The following is part of an ongoing series where I unpackage the old S-1's of consumer Internet companies in order to create an index of benchmarks and metrics that might be useful to entrepreneurs and investors. I'll be starting with a variety of consumer marketplaces. Today, we look at Zillow at the time of its IPO (July 2011), a particularly easy one for me since I had the rare fortune of helping to manage their IPO!
Zillow is the leading online real estate marketplace, providing vital information about homes, real estate listings and mortgages. Founded in 2005, Zillow created a large database of homes and used proprietary valuation models to provide home value estimates, or 'Zestimates'. Zillow's marketplace provides transparency for consumers in all things real estate and home buying and provides real estate agents and mortgage professionals with a high quality channel to connect with prospective consumers.
At the time of IPO, Zillow made money in two ways - 1) marketplace revenues consisting of subscriptions sold to premier agents as well as CPC advertising related to Zillow Mortgage Marketplace, and 2) display revenue sold on a CPM basis.
As you can see, Zillow experienced healthy revenue growth in it's early years and was fairly capital efficient, achieving EBITDA breakeven in 2010 just in time for it's IPO. This type of revenue growth and financial profile is somewhat of a common trait for marketplaces like Zillow, Yelp, OpenTable and others. These days, in the private markets we often see YoY revenue growth of 300-500%, though admittedly many of these companies are raising boatloads of capital and have high burn rates. In Zillow's era, marketplaces tended to grow more steadily but kept up that growth for many, many years. Over time, you can see the leverage in the model - gross margins increase over time, while sales, marketing and other operating costs decrease as a % of revenue. This is particularly impressive since Zillow had a huge inside sales force calling on real estate agents and signing them up to the platform.

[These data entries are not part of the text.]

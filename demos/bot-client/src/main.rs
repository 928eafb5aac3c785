//! A headless ASCIIArena client that plays random moves.
//!
//! ```text
//! bot-client [PLAYER] [--host HOST] [--control-port PORT] [--frame-port PORT]
//! RUST_LOG=asciiarena_session=debug bot-client B
//! ```

use std::time::Duration;

use asciiarena::prelude::*;
use clap::Parser;
use rand::rngs::StdRng;
use rand::{Rng, SeedableRng};

// ---------------------------------------------------------------------------
// Bot behavior
// ---------------------------------------------------------------------------

/// Distinct action codes the bot picks from.
const ACTIONS: u32 = 5;
const ACTION_INTERVAL: Duration = Duration::from_millis(100);
/// The bot gives up on a match after this many frames.
const MATCH_FRAMES: u32 = 3_000;

struct RandomBot {
    rng: StdRng,
}

impl ActionSource for RandomBot {
    async fn next_action(&mut self) -> u32 {
        tokio::time::sleep(ACTION_INTERVAL).await;
        self.rng.random_range(0..ACTIONS)
    }
}

fn frame_limit(_map: &MapSnapshot, state: &MatchState) -> MatchProgress {
    if state.frame_id >= MATCH_FRAMES {
        MatchProgress::Finished
    } else {
        MatchProgress::Running
    }
}

// ---------------------------------------------------------------------------
// Entry point
// ---------------------------------------------------------------------------

#[derive(Parser)]
#[command(name = "bot-client")]
#[command(about = "Headless ASCIIArena client that plays random moves")]
struct Args {
    #[arg(default_value_t = 'A', help = "Player letter to log in as")]
    player: char,

    #[arg(long, default_value = "127.0.0.1", help = "Server host")]
    host: String,

    #[arg(long, default_value_t = 3001, help = "Server control (TCP) port")]
    control_port: u16,

    #[arg(long, default_value_t = 3002, help = "Local frame (UDP) port")]
    frame_port: u16,
}

impl Args {
    fn builder(&self) -> ClientBuilder {
        ClientBuilder::new()
            .player(self.player)
            .host(&self.host)
            .control_port(self.control_port)
            .frame_port(self.frame_port)
    }
}

#[tokio::main]
async fn main() -> Result<(), Box<dyn std::error::Error>> {
    tracing_subscriber::fmt()
        .with_env_filter(
            tracing_subscriber::EnvFilter::try_from_default_env()
                .unwrap_or_else(|_| tracing_subscriber::EnvFilter::new("info")),
        )
        .with_target(true)
        .compact()
        .init();

    let builder = Args::parse().builder();
    let player = builder.session_config().player;
    let mut session = builder.connect().await?;
    let mut bot = RandomBot {
        rng: StdRng::from_os_rng(),
    };

    let outcome = session.run(&mut bot, || frame_limit).await;
    session.close().await;

    match outcome? {
        SessionOutcome::VersionRejected => {
            tracing::warn!("server does not accept version {}", session.config().version);
        }
        SessionOutcome::LoginRejected(status) => {
            tracing::warn!(%player, %status, "login refused");
        }
        SessionOutcome::ServerClosed { matches_played } => {
            tracing::info!(matches_played, "server closed the session");
        }
    }
    Ok(())
}
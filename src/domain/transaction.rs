//! Pending transaction entity

use chrono::{DateTime, Utc};
use ethers::core::types::H256;
use serde::{Deserialize, Serialize};

/// The value-bearing operations this core can submit
#[derive(Debug, Clone, Copy, PartialEq, Eq, Serialize, Deserialize)]
pub enum OperationKind {
    Deposit,
    Withdraw,
    OracleSubmit,
}

/// Lifecycle of a submitted transaction.
///
/// `UnknownTimeout` means no receipt was observed within the watch
/// window; it is not a failure of the transaction itself.
#[derive(Debug, Clone, Copy, PartialEq, Eq, Serialize, Deserialize)]
pub enum TxStatus {
    Submitted,
    Confirmed,
    Failed,
    UnknownTimeout,
}

/// A transaction handed to the wallet provider for broadcast
#[derive(Debug, Clone, Serialize, Deserialize)]
pub struct PendingTransaction {
    pub kind: OperationKind,
    pub hash: H256,
    pub status: TxStatus,
    pub submitted_at: DateTime<Utc>,
}

impl PendingTransaction {
    pub fn new(kind: OperationKind, hash: H256) -> Self {
        Self {
            kind,
            hash,
            status: TxStatus::Submitted,
            submitted_at: Utc::now(),
        }
    }

    pub fn is_terminal(&self) -> bool {
        !matches!(self.status, TxStatus::Submitted)
    }
}

#[cfg(test)]
mod tests {
    use super::*;

    #[test]
    fn test_new_pending_transaction_is_submitted() {
        let pending = PendingTransaction::new(OperationKind::Deposit, H256::zero());
        assert_eq!(pending.status, TxStatus::Submitted);
        assert!(!pending.is_terminal());
    }

    #[test]
    fn test_terminal_statuses() {
        let mut pending = PendingTransaction::new(OperationKind::Withdraw, H256::zero());
        for status in [TxStatus::Confirmed, TxStatus::Failed, TxStatus::UnknownTimeout] {
            pending.status = status;
            assert!(pending.is_terminal());
        }
    }
}
//! NanoPy Wallet Core
//!
//! Chain-state coordination for the NanoPy network family.
//! Tracks the injected wallet session, keeps per-network read clients,
//! synchronizes displayed chain statistics, builds and submits bridge
//! and oracle transactions, and selects a healthy oracle node.
//!
//! ## Architecture
//!
//! - **Core**: session tracking, stat sync, transaction submission, oracle selection
//! - **Domain**: network registry, transaction and oracle entities
//! - **Infrastructure**: wallet provider boundary and read client factory
//! - **Shared**: common constants and error handling
//!
//! ## Usage
//!
//! ```no_run
//! use std::sync::Arc;
//! use nanopy_wallet_core::{ChainClientFactory, NetworkRegistry, SessionTracker};
//!
//! let registry = Arc::new(NetworkRegistry::new());
//! let clients = Arc::new(ChainClientFactory::new(registry));
//! let session = SessionTracker::new(None, clients);
//! let mut updates = session.subscribe();
//! ```

pub mod core;
pub mod domain;
pub mod infrastructure;
pub mod shared;

pub use crate::core::oracle::OracleSelector;
pub use crate::core::session::{SessionState, SessionTracker, WalletSession};
pub use crate::core::sync::{NetworkStats, StatSynchronizer, SyncHandle};
pub use crate::core::transactions::TransactionSubmitter;
pub use crate::domain::network::{ContractRole, NetworkId, NetworkRegistry, RegistryConfig};
pub use crate::domain::oracle::{OracleAnswer, OracleEndpointState, OracleNode, OracleStatus};
pub use crate::domain::transaction::{OperationKind, PendingTransaction, TxStatus};
pub use crate::infrastructure::clients::ChainClientFactory;
pub use crate::infrastructure::provider::{
    AddChainParams, ProviderEvent, ProviderFailure, WalletProvider, WalletTxRequest,
};
pub use crate::shared::error::WalletError;
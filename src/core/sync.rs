//! Balance/stat synchronization
//!
//! Polls the active network's read client on a fixed period for block
//! height, gas price, and contract-read statistics. Every quantity is
//! fetched independently; a failure degrades that quantity to its safe
//! default and never blocks the others. The cycle restarts when the
//! session's network changes and stops cleanly on teardown.

use std::sync::Arc;
use std::time::Duration;

use ethers::abi::parse_abi;
use ethers::contract::Contract;
use ethers::core::types::U256;
use ethers::providers::Middleware;
use serde::{Deserialize, Serialize};
use tokio::sync::watch;
use tokio::task::JoinHandle;

use crate::core::session::WalletSession;
use crate::domain::network::{ContractRole, NetworkId, FALLBACK_NETWORK};
use crate::infrastructure::clients::{ChainClientFactory, ReadClient};
use crate::shared::constants::{STAT_POLL_INTERVAL_SECS, TOTAL_SUPPLY_SIGNATURE};
use crate::shared::error::WalletError;

/// One cycle's worth of displayed chain statistics
#[derive(Debug, Clone, Default, PartialEq, Serialize, Deserialize)]
pub struct NetworkStats {
    pub network: Option<NetworkId>,
    pub block_number: u64,
    pub gas_price_wei: U256,
    /// `None` means the NFT contract is not deployed on this network
    pub nft_supply: Option<u64>,
}

pub struct StatSynchronizer {
    clients: Arc<ChainClientFactory>,
}

/// Handle to a running poll loop; dropping it does not stop the loop,
/// call [`SyncHandle::stop`] to tear down deterministically.
pub struct SyncHandle {
    stats: watch::Receiver<NetworkStats>,
    stop: watch::Sender<bool>,
    task: JoinHandle<()>,
}

impl SyncHandle {
    pub fn stats(&self) -> watch::Receiver<NetworkStats> {
        self.stats.clone()
    }

    /// Cancel the loop and wait for it to finish, guaranteeing no
    /// further publishes after return
    pub async fn stop(self) {
        let _ = self.stop.send(true);
        let _ = self.task.await;
    }
}

impl StatSynchronizer {
    pub fn new(clients: Arc<ChainClientFactory>) -> Self {
        Self { clients }
    }

    /// Fetch one cycle of stats for the network.
    ///
    /// Block height and gas price are requested together; the NFT supply
    /// read is gated on the contract being deployed and is never
    /// attempted against the zero sentinel.
    pub async fn fetch_stats(&self, network: NetworkId) -> NetworkStats {
        let mut stats = NetworkStats {
            network: Some(network),
            ..Default::default()
        };
        let client = match self.clients.client(network) {
            Ok(client) => client,
            Err(e) => {
                log::warn!("stat cycle skipped, no client for {network}: {e}");
                return stats;
            }
        };

        let (block_number, gas_price) =
            tokio::join!(client.get_block_number(), client.get_gas_price());
        match block_number {
            Ok(number) => stats.block_number = number.as_u64(),
            Err(e) => log::warn!("block height fetch failed on {network}: {e}"),
        }
        match gas_price {
            Ok(price) => stats.gas_price_wei = price,
            Err(e) => log::warn!("gas price fetch failed on {network}: {e}"),
        }

        if self
            .clients
            .registry()
            .has_deployed_contract(network, ContractRole::Nft)
        {
            match self.read_nft_supply(&client, network).await {
                Ok(supply) => stats.nft_supply = Some(supply),
                Err(e) => {
                    log::warn!("NFT supply read failed on {network}: {e}");
                    stats.nft_supply = Some(0);
                }
            }
        }

        stats
    }

    async fn read_nft_supply(
        &self,
        client: &Arc<ReadClient>,
        network: NetworkId,
    ) -> Result<u64, WalletError> {
        let address = self
            .clients
            .registry()
            .contract_address(network, ContractRole::Nft);
        let abi = parse_abi(&[TOTAL_SUPPLY_SIGNATURE])
            .map_err(|e| WalletError::internal(format!("bad totalSupply ABI: {e}")))?;
        let contract = Contract::new(address, abi, client.clone());
        let supply: U256 = contract
            .method("totalSupply", ())
            .map_err(|e| WalletError::internal(format!("totalSupply call setup: {e}")))?
            .call()
            .await
            .map_err(|e| WalletError::rpc_unavailable(e.to_string()))?;
        Ok(supply.as_u64())
    }

    /// Run the refresh cycle on the standard period
    pub fn spawn_default(self, session_rx: watch::Receiver<WalletSession>) -> SyncHandle {
        self.spawn(session_rx, Duration::from_secs(STAT_POLL_INTERVAL_SECS))
    }

    /// Run the recurring refresh cycle until stopped.
    ///
    /// The active network is re-read from the session at each cycle; a
    /// session change mid-sleep restarts the cycle immediately, and a
    /// fetch that raced a network change is discarded instead of
    /// published.
    pub fn spawn(
        self,
        mut session_rx: watch::Receiver<WalletSession>,
        period: Duration,
    ) -> SyncHandle {
        let (stats_tx, stats_rx) = watch::channel(NetworkStats::default());
        let (stop_tx, mut stop_rx) = watch::channel(false);

        let task = tokio::spawn(async move {
            loop {
                if *stop_rx.borrow() {
                    break;
                }
                let network = session_rx.borrow().network.unwrap_or(FALLBACK_NETWORK);

                let fetched = tokio::select! {
                    stats = self.fetch_stats(network) => Some(stats),
                    _ = stop_rx.changed() => None,
                };
                let Some(stats) = fetched else { break };

                let current = session_rx.borrow().network.unwrap_or(FALLBACK_NETWORK);
                if current == network {
                    stats_tx.send_replace(stats);
                } else {
                    log::debug!("discarding stats for {network}, session moved to {current}");
                    continue;
                }

                tokio::select! {
                    _ = tokio::time::sleep(period) => {}
                    _ = stop_rx.changed() => break,
                    changed = session_rx.changed() => {
                        if changed.is_err() {
                            // session tracker gone; keep polling the last network
                            tokio::time::sleep(period).await;
                        }
                    }
                }
            }
            log::debug!("stat poll loop stopped");
        });

        SyncHandle {
            stats: stats_rx,
            stop: stop_tx,
            task,
        }
    }
}
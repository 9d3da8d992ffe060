//! Domain entities: networks, transactions, oracle nodes

pub mod network;
pub mod oracle;
pub mod transaction;
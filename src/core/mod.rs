//! Core coordination logic: session, stat sync, transactions, oracle

pub mod oracle;
pub mod session;
pub mod sync;
pub mod transactions;
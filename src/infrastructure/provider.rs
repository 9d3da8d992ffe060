//! Wallet provider boundary
//!
//! Abstracts the injected browser wallet (account requests, chain id
//! queries, network switching, raw transaction sends, and push
//! notifications). Every error crossing this boundary is decoded once
//! into a [`ProviderFailure`]; call sites never inspect raw payloads.

use async_trait::async_trait;
use ethers::core::types::{Bytes, H256, U256};
use serde::{Deserialize, Serialize};
use std::fmt;
use tokio::sync::mpsc;

use crate::domain::network::NetworkDescriptor;
use crate::shared::constants::{CODE_UNRECOGNIZED_CHAIN, CODE_USER_REJECTED};

/// Push notification from the wallet provider
#[derive(Debug, Clone, PartialEq, Eq, Serialize, Deserialize)]
pub enum ProviderEvent {
    /// New chain id, hex-encoded as pushed by the wallet
    ChainChanged(String),
    AccountsChanged(Vec<String>),
}

/// A provider-side failure, decoded once at the boundary.
///
/// Carries the structured revert reason and nested data message when the
/// provider supplied them, plus the top-level message as a fallback.
#[derive(Debug, Clone, Default, PartialEq, Serialize, Deserialize)]
pub struct ProviderFailure {
    pub code: Option<i64>,
    pub reason: Option<String>,
    pub data_message: Option<String>,
    pub message: Option<String>,
}

impl ProviderFailure {
    pub fn new(code: i64, message: impl Into<String>) -> Self {
        Self {
            code: Some(code),
            message: Some(message.into()),
            ..Default::default()
        }
    }

    pub fn message(message: impl Into<String>) -> Self {
        Self {
            message: Some(message.into()),
            ..Default::default()
        }
    }

    /// Decode a raw provider error payload.
    ///
    /// Recognized shapes, in priority order: a structured `reason`, a
    /// nested `data.message`, a nested `data.data` string, and the
    /// top-level `message`.
    pub fn from_json(value: &serde_json::Value) -> Self {
        let as_string = |v: &serde_json::Value| v.as_str().map(str::to_string);
        let data = &value["data"];
        Self {
            code: value["code"].as_i64(),
            reason: as_string(&value["reason"]),
            data_message: as_string(&data["message"]).or_else(|| as_string(&data["data"])),
            message: as_string(&value["message"]),
        }
    }

    /// Best-effort human-readable message
    pub fn user_message(&self) -> String {
        self.reason
            .clone()
            .or_else(|| self.data_message.clone())
            .or_else(|| self.message.clone())
            .unwrap_or_else(|| "Unknown error".to_string())
    }

    /// True iff the payload carried a structured revert indication
    pub fn is_revert(&self) -> bool {
        self.reason.is_some() || self.data_message.is_some()
    }

    pub fn is_user_rejection(&self) -> bool {
        self.code == Some(CODE_USER_REJECTED)
    }

    pub fn is_unrecognized_chain(&self) -> bool {
        self.code == Some(CODE_UNRECOGNIZED_CHAIN)
    }
}

impl fmt::Display for ProviderFailure {
    fn fmt(&self, f: &mut fmt::Formatter<'_>) -> fmt::Result {
        f.write_str(&self.user_message())
    }
}

impl std::error::Error for ProviderFailure {}

/// Transaction parameters handed to the wallet's send call
#[derive(Debug, Clone, Default, Serialize, Deserialize)]
pub struct WalletTxRequest {
    pub from: String,
    pub to: String,
    pub value: Option<U256>,
    pub data: Option<Bytes>,
    pub gas: Option<U256>,
    pub gas_price: Option<U256>,
}

/// Parameters for registering a network with the wallet provider
#[derive(Debug, Clone, Serialize, Deserialize)]
pub struct AddChainParams {
    pub chain_id_hex: String,
    pub chain_name: String,
    pub currency_name: String,
    pub currency_symbol: String,
    pub currency_decimals: u8,
    pub rpc_urls: Vec<String>,
}

impl From<&NetworkDescriptor> for AddChainParams {
    fn from(descriptor: &NetworkDescriptor) -> Self {
        Self {
            chain_id_hex: descriptor.chain_id_hex.clone(),
            chain_name: descriptor.display_name.clone(),
            currency_name: descriptor.currency_name.clone(),
            currency_symbol: descriptor.currency_symbol.clone(),
            currency_decimals: descriptor.currency_decimals,
            rpc_urls: vec![descriptor.rpc_url.clone()],
        }
    }
}

/// The wallet provider surface the core consumes.
///
/// At most one event subscription is active per session; `subscribe`
/// returns `None` once the receiver has been handed out.
#[async_trait]
pub trait WalletProvider: Send + Sync {
    /// Prompt the user for accounts (connect flow)
    async fn request_accounts(&self) -> Result<Vec<String>, ProviderFailure>;

    /// Accounts already exposed without prompting
    async fn accounts(&self) -> Result<Vec<String>, ProviderFailure>;

    /// Current chain id, hex-encoded
    async fn chain_id(&self) -> Result<String, ProviderFailure>;

    async fn switch_chain(&self, chain_id_hex: &str) -> Result<(), ProviderFailure>;

    async fn add_chain(&self, params: AddChainParams) -> Result<(), ProviderFailure>;

    async fn estimate_gas(&self, tx: &WalletTxRequest) -> Result<U256, ProviderFailure>;

    /// Single legacy gas price (the chain has no priority-fee market)
    async fn gas_price(&self) -> Result<U256, ProviderFailure>;

    async fn send_transaction(&self, tx: &WalletTxRequest) -> Result<H256, ProviderFailure>;

    fn subscribe(&self) -> Option<mpsc::UnboundedReceiver<ProviderEvent>>;
}

/// Parse a hex chain id (`0x`-prefixed or bare) into a numeric id
pub fn parse_chain_id_hex(value: &str) -> Option<u64> {
    let stripped = value.trim().trim_start_matches("0x");
    u64::from_str_radix(stripped, 16).ok()
}

#[cfg(test)]
pub(crate) mod mock {
    //! Scriptable in-memory wallet provider for tests

    use super::*;
    use std::sync::Mutex;

    #[derive(Default)]
    pub struct MockProvider {
        pub accounts: Vec<String>,
        pub chain_id_hex: Mutex<String>,
        pub reject_accounts: bool,
        pub fail_estimate: bool,
        pub estimate: u64,
        pub fail_gas_price: bool,
        pub gas_price: u64,
        pub switch_failure_code: Option<i64>,
        pub fail_add_chain: bool,
        pub send_failure: Option<ProviderFailure>,
        pub sent: Mutex<Vec<WalletTxRequest>>,
        pub events: Mutex<Option<mpsc::UnboundedReceiver<ProviderEvent>>>,
        pub switched_to: Mutex<Vec<String>>,
        pub added_chains: Mutex<Vec<AddChainParams>>,
    }

    impl MockProvider {
        pub fn connected(account: &str, chain_id_hex: &str) -> Self {
            Self {
                accounts: vec![account.to_string()],
                chain_id_hex: Mutex::new(chain_id_hex.to_string()),
                estimate: 100_000,
                gas_price: 2_000_000_000,
                ..Default::default()
            }
        }
    }

    #[async_trait]
    impl WalletProvider for MockProvider {
        async fn request_accounts(&self) -> Result<Vec<String>, ProviderFailure> {
            if self.reject_accounts {
                return Err(ProviderFailure::new(
                    CODE_USER_REJECTED,
                    "User rejected the request.",
                ));
            }
            Ok(self.accounts.clone())
        }

        async fn accounts(&self) -> Result<Vec<String>, ProviderFailure> {
            Ok(self.accounts.clone())
        }

        async fn chain_id(&self) -> Result<String, ProviderFailure> {
            Ok(self.chain_id_hex.lock().unwrap().clone())
        }

        async fn switch_chain(&self, chain_id_hex: &str) -> Result<(), ProviderFailure> {
            if let Some(code) = self.switch_failure_code {
                return Err(ProviderFailure::new(code, "switch failed"));
            }
            *self.chain_id_hex.lock().unwrap() = chain_id_hex.to_string();
            self.switched_to
                .lock()
                .unwrap()
                .push(chain_id_hex.to_string());
            Ok(())
        }

        async fn add_chain(&self, params: AddChainParams) -> Result<(), ProviderFailure> {
            if self.fail_add_chain {
                return Err(ProviderFailure::message("add chain failed"));
            }
            *self.chain_id_hex.lock().unwrap() = params.chain_id_hex.clone();
            self.added_chains.lock().unwrap().push(params);
            Ok(())
        }

        async fn estimate_gas(&self, _tx: &WalletTxRequest) -> Result<U256, ProviderFailure> {
            if self.fail_estimate {
                return Err(ProviderFailure::message("execution reverted"));
            }
            Ok(U256::from(self.estimate))
        }

        async fn gas_price(&self) -> Result<U256, ProviderFailure> {
            if self.fail_gas_price {
                return Err(ProviderFailure::message("gas price unavailable"));
            }
            Ok(U256::from(self.gas_price))
        }

        async fn send_transaction(&self, tx: &WalletTxRequest) -> Result<H256, ProviderFailure> {
            if let Some(failure) = &self.send_failure {
                return Err(failure.clone());
            }
            self.sent.lock().unwrap().push(tx.clone());
            Ok(H256::from_low_u64_be(self.sent.lock().unwrap().len() as u64))
        }

        fn subscribe(&self) -> Option<mpsc::UnboundedReceiver<ProviderEvent>> {
            self.events.lock().unwrap().take()
        }
    }
}

#[cfg(test)]
mod tests {
    use super::*;
    use serde_json::json;

    #[test]
    fn test_user_message_priority_order() {
        let failure = ProviderFailure {
            code: None,
            reason: Some("execution reverted: stale key".to_string()),
            data_message: Some("nested".to_string()),
            message: Some("top".to_string()),
        };
        assert_eq!(failure.user_message(), "execution reverted: stale key");

        let failure = ProviderFailure {
            reason: None,
            ..failure
        };
        assert_eq!(failure.user_message(), "nested");

        let failure = ProviderFailure {
            data_message: None,
            ..failure
        };
        assert_eq!(failure.user_message(), "top");

        assert_eq!(ProviderFailure::default().user_message(), "Unknown error");
    }

    #[test]
    fn test_from_json_structured_reason() {
        let failure = ProviderFailure::from_json(&json!({
            "code": -32000,
            "reason": "insufficient balance",
            "message": "execution error",
        }));
        assert_eq!(failure.code, Some(-32000));
        assert_eq!(failure.user_message(), "insufficient balance");
        assert!(failure.is_revert());
    }

    #[test]
    fn test_from_json_nested_data_shapes() {
        let with_message = ProviderFailure::from_json(&json!({
            "message": "top",
            "data": { "message": "revert: paused" },
        }));
        assert_eq!(with_message.user_message(), "revert: paused");

        let with_data_string = ProviderFailure::from_json(&json!({
            "message": "top",
            "data": { "data": "0x08c379a0" },
        }));
        assert_eq!(with_data_string.user_message(), "0x08c379a0");
    }

    #[test]
    fn test_error_code_classification() {
        assert!(ProviderFailure::new(4001, "no").is_user_rejection());
        assert!(ProviderFailure::new(4902, "unknown chain").is_unrecognized_chain());
        assert!(!ProviderFailure::new(-32603, "internal").is_user_rejection());
    }

    #[test]
    fn test_parse_chain_id_hex() {
        assert_eq!(parse_chain_id_hex("0x12fd1"), Some(77777));
        assert_eq!(parse_chain_id_hex("1e5a"), Some(7770));
        assert_eq!(parse_chain_id_hex("0xbdf86"), Some(777702));
        assert_eq!(parse_chain_id_hex("not-hex"), None);
    }
}
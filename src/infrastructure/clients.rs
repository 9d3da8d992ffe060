//! Read client factory
//!
//! Hands out HTTP JSON-RPC clients bound to each network's endpoint.
//! Clients are cheap stateless handles and are memoized per identity.
//! The factory holds the registry snapshot it was built with, so a
//! reloaded configuration produces a fresh factory rather than stale
//! descriptors leaking through the cache.

use std::collections::HashMap;
use std::sync::{Arc, Mutex};

use ethers::providers::{Http, Provider};

use crate::domain::network::{NetworkId, NetworkRegistry};
use crate::shared::error::WalletError;

pub type ReadClient = Provider<Http>;

pub struct ChainClientFactory {
    registry: Arc<NetworkRegistry>,
    clients: Mutex<HashMap<NetworkId, Arc<ReadClient>>>,
}

impl ChainClientFactory {
    pub fn new(registry: Arc<NetworkRegistry>) -> Self {
        Self {
            registry,
            clients: Mutex::new(HashMap::new()),
        }
    }

    pub fn registry(&self) -> &NetworkRegistry {
        &self.registry
    }

    /// Read client bound to the network's RPC endpoint.
    ///
    /// Errors surface only when the returned client is used; the factory
    /// itself fails only on a malformed endpoint URL.
    pub fn client(&self, network: NetworkId) -> Result<Arc<ReadClient>, WalletError> {
        let mut clients = self
            .clients
            .lock()
            .map_err(|_| WalletError::internal("client cache poisoned"))?;
        if let Some(client) = clients.get(&network) {
            return Ok(client.clone());
        }
        let rpc_url = &self.registry.descriptor(network).rpc_url;
        let provider = Provider::<Http>::try_from(rpc_url.as_str()).map_err(|e| {
            WalletError::rpc_unavailable(format!("invalid RPC endpoint {rpc_url}: {e}"))
        })?;
        let client = Arc::new(provider);
        clients.insert(network, client.clone());
        Ok(client)
    }
}

#[cfg(test)]
mod tests {
    use super::*;

    #[test]
    fn test_clients_are_memoized_per_network() {
        let factory = ChainClientFactory::new(Arc::new(NetworkRegistry::with_rpc_host("127.0.0.1")));
        let first = factory.client(NetworkId::Testnet).unwrap();
        let second = factory.client(NetworkId::Testnet).unwrap();
        assert!(Arc::ptr_eq(&first, &second));

        let other = factory.client(NetworkId::Turbo).unwrap();
        assert!(!Arc::ptr_eq(&first, &other));
    }

    #[test]
    fn test_fresh_registry_yields_fresh_clients() {
        let old = ChainClientFactory::new(Arc::new(NetworkRegistry::with_rpc_host("127.0.0.1")));
        let _ = old.client(NetworkId::Testnet).unwrap();

        let reloaded = ChainClientFactory::new(Arc::new(NetworkRegistry::with_rpc_host("10.0.0.1")));
        assert_eq!(
            reloaded.registry().descriptor(NetworkId::Testnet).rpc_url,
            "http://10.0.0.1:8546"
        );
    }
}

Another interesting thing to note is Zillow's top-line scale at the time of its IPO. At just $30M of trailing revenue, Zillow went public quite early relative to what we currently see in the private markets. Today, Zillow would probably be raising a healthy Series C or Series D round \rather than gearing up to be a public entity. This is more a comment of the 2010-2012 time period when companies tended to go public relatively early in their life.
Key Performance Indicators
Zillow's KPIs at the time were premier agents and unique users. The Premier Agent program allowed local real estate agents to establish an online and mobile presence on Zillow in the zip codes they serve. Zillow generally sells advertising products to premier agents with different pricing on a per zip code basis. Zillow launched the Premier Agent program in late 2008 and has been growing steadily ever since.
In order to drive the Premier Agent engine, Zillow needed to be a valuable destination site for users. Zillow had to become a viable marketing channel for real estate agents so that agents could shift some of their offline marketing budget into online spend. As Zillow got more users, they were able to sell advertising to agents more effectively and ultimately increase the value proposition and stickiness on both sides of the marketplace.
Zillow raised about $57M prior to its IPO. The IPO priced at $20/sh, valuing the company at $627M market cap, or about 5x forward revenue. Today, Zillow trades at $90/sh and has a market cap of $5.3B. At IPO, the company had 11k premier agents and 17M unique users. Today, the company has over 60k premier agents and 140M unique users. Zillow has been a wonderful story, congrats to Spencer Rascoff, Rich Barton and their world class management team for making it happen!